§ **TASK**
Write every entry out again, exactly as given.

Stored items:
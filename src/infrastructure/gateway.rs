use crate::domain::gateway::{GatewayOutcome, GatewayRequest};
use crate::domain::ports::GatewayAdapter;
use crate::domain::transaction::TransactionId;
use crate::error::PaymentError;
use async_trait::async_trait;
use std::collections::HashMap;
use std::fmt;
use std::str::FromStr;
use std::sync::Arc;
use std::sync::atomic::{AtomicUsize, Ordering};
use std::time::Duration;
use tokio::sync::RwLock;
use tracing::debug;

/// How the simulated provider answers new submissions.
#[derive(Debug, Clone, Copy, PartialEq, Eq, Default)]
pub enum GatewayBehavior {
    #[default]
    Accept,
    Reject,
    /// The provider charges, but its response never arrives.
    Hang,
}

impl FromStr for GatewayBehavior {
    type Err = PaymentError;

    fn from_str(s: &str) -> Result<Self, Self::Err> {
        match s.trim() {
            "accept" => Ok(GatewayBehavior::Accept),
            "reject" => Ok(GatewayBehavior::Reject),
            "hang" => Ok(GatewayBehavior::Hang),
            other => Err(PaymentError::InvalidCommand(format!(
                "Unknown gateway behavior '{}'",
                other
            ))),
        }
    }
}

impl fmt::Display for GatewayBehavior {
    fn fmt(&self, f: &mut fmt::Formatter<'_>) -> fmt::Result {
        f.write_str(match self {
            GatewayBehavior::Accept => "accept",
            GatewayBehavior::Reject => "reject",
            GatewayBehavior::Hang => "hang",
        })
    }
}

/// An in-process stand-in for the settlement provider.
///
/// Keeps its own record of what it did per transaction id, so a repeated
/// submit returns the original answer and `query` reflects charges whose
/// response was lost.
#[derive(Clone)]
pub struct SimulatedGateway {
    behavior: GatewayBehavior,
    latency: Duration,
    records: Arc<RwLock<HashMap<TransactionId, GatewayOutcome>>>,
    submissions: Arc<AtomicUsize>,
}

impl SimulatedGateway {
    pub fn new(behavior: GatewayBehavior) -> Self {
        Self {
            behavior,
            latency: Duration::ZERO,
            records: Arc::default(),
            submissions: Arc::default(),
        }
    }

    pub fn with_latency(mut self, latency: Duration) -> Self {
        self.latency = latency;
        self
    }

    /// Number of `submit` calls received, including repeats.
    pub fn submissions(&self) -> usize {
        self.submissions.load(Ordering::SeqCst)
    }

    fn decide(&self) -> GatewayOutcome {
        match self.behavior {
            GatewayBehavior::Accept | GatewayBehavior::Hang => GatewayOutcome::Accepted {
                provider_reference: format!("psp_{}", ulid::Ulid::new()),
            },
            GatewayBehavior::Reject => GatewayOutcome::Rejected {
                reason: "declined by provider".to_string(),
            },
        }
    }
}

#[async_trait]
impl GatewayAdapter for SimulatedGateway {
    async fn submit(&self, request: &GatewayRequest) -> GatewayOutcome {
        self.submissions.fetch_add(1, Ordering::SeqCst);
        if !self.latency.is_zero() {
            tokio::time::sleep(self.latency).await;
        }

        let outcome = {
            let mut records = self.records.write().await;
            records
                .entry(request.transaction_id)
                .or_insert_with(|| self.decide())
                .clone()
        };
        debug!(
            transaction_id = %request.transaction_id,
            user_id = request.user_id,
            amount = %request.amount,
            method = %request.method,
            outcome = ?outcome,
            "Simulated gateway processed submission"
        );

        if self.behavior == GatewayBehavior::Hang {
            return std::future::pending::<GatewayOutcome>().await;
        }
        outcome
    }

    async fn query(&self, transaction_id: TransactionId) -> GatewayOutcome {
        let records = self.records.read().await;
        records
            .get(&transaction_id)
            .cloned()
            .unwrap_or_else(|| GatewayOutcome::Rejected {
                reason: "unknown to provider".to_string(),
            })
    }
}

§ **RESULT**
filename src/infrastructure/gateway.rs
use crate::domain::gateway::{GatewayOutcome, GatewayRequest};
use crate::domain::ports::GatewayAdapter;
use crate::domain::transaction::TransactionId;
use crate::error::PaymentError;
use async_trait::async_trait;
use std::collections::HashMap;
use std::fmt;
use std::str::FromStr;
use std::sync::Arc;
use std::sync::atomic::{AtomicUsize, Ordering};
use std::time::Duration;
use tokio::sync::RwLock;
use tracing::debug;

/// How the simulated provider answers new submissions.
#[derive(Debug, Clone, Copy, PartialEq, Eq, Default)]
pub enum GatewayBehavior {
    #[default]
    Accept,
    Reject,
    /// The provider charges, but its response never arrives.
    Hang,
}

impl FromStr for GatewayBehavior {
    type Err = PaymentError;

    fn from_str(s: &str) -> Result<Self, Self::Err> {
        match s.trim() {
            "accept" => Ok(GatewayBehavior::Accept),
            "reject" => Ok(GatewayBehavior::Reject),
            "hang" => Ok(GatewayBehavior::Hang),
            other => Err(PaymentError::InvalidCommand(format!(
                "Unknown gateway behavior '{}'",
                other
            ))),
        }
    }
}

impl fmt::Display for GatewayBehavior {
    fn fmt(&self, f: &mut fmt::Formatter<'_>) -> fmt::Result {
        f.write_str(match self {
            GatewayBehavior::Accept => "accept",
            GatewayBehavior::Reject => "reject",
            GatewayBehavior::Hang => "hang",
        })
    }
}

/// An in-process stand-in for the settlement provider.
///
/// Keeps its own record of what it did per transaction id, so a repeated
/// submit returns the original answer and `query` reflects charges whose
/// response was lost.
#[derive(Clone)]
pub struct SimulatedGateway {
    behavior: GatewayBehavior,
    latency: Duration,
    records: Arc<RwLock<HashMap<TransactionId, GatewayOutcome>>>,
    submissions: Arc<AtomicUsize>,
}

impl SimulatedGateway {
    pub fn new(behavior: GatewayBehavior) -> Self {
        Self {
            behavior,
            latency: Duration::ZERO,
            records: Arc::default(),
            submissions: Arc::default(),
        }
    }

    pub fn with_latency(mut self, latency: Duration) -> Self {
        self.latency = latency;
        self
    }

    /// Number of `submit` calls received, including repeats.
    pub fn submissions(&self) -> usize {
        self.submissions.load(Ordering::SeqCst)
    }

    fn decide(&self) -> GatewayOutcome {
        match self.behavior {
            GatewayBehavior::Accept | GatewayBehavior::Hang => GatewayOutcome::Accepted {
                provider_reference: format!("psp_{}", ulid::Ulid::new()),
            },
            GatewayBehavior::Reject => GatewayOutcome::Rejected {
                reason: "declined by provider".to_string(),
            },
        }
    }
}

#[async_trait]
impl GatewayAdapter for SimulatedGateway {
    async fn submit(&self, request: &GatewayRequest) -> GatewayOutcome {
        self.submissions.fetch_add(1, Ordering::SeqCst);
        if !self.latency.is_zero() {
            tokio::time::sleep(self.latency).await;
        }

        let outcome = {
            let mut records = self.records.write().await;
            records
                .entry(request.transaction_id)
                .or_insert_with(|| self.decide())
                .clone()
        };
        debug!(
            transaction_id = %request.transaction_id,
            user_id = request.user_id,
            amount = %request.amount,
            method = %request.method,
            outcome = ?outcome,
            "Simulated gateway processed submission"
        );

        if self.behavior == GatewayBehavior::Hang {
            return std::future::pending::<GatewayOutcome>().await;
        }
        outcome
    }

    async fn query(&self, transaction_id: TransactionId) -> GatewayOutcome {
        let records = self.records.read().await;
        records
            .get(&transaction_id)
            .cloned()
            .unwrap_or_else(|| GatewayOutcome::Rejected {
                reason: "unknown to provider".to_string(),
            })
    }
}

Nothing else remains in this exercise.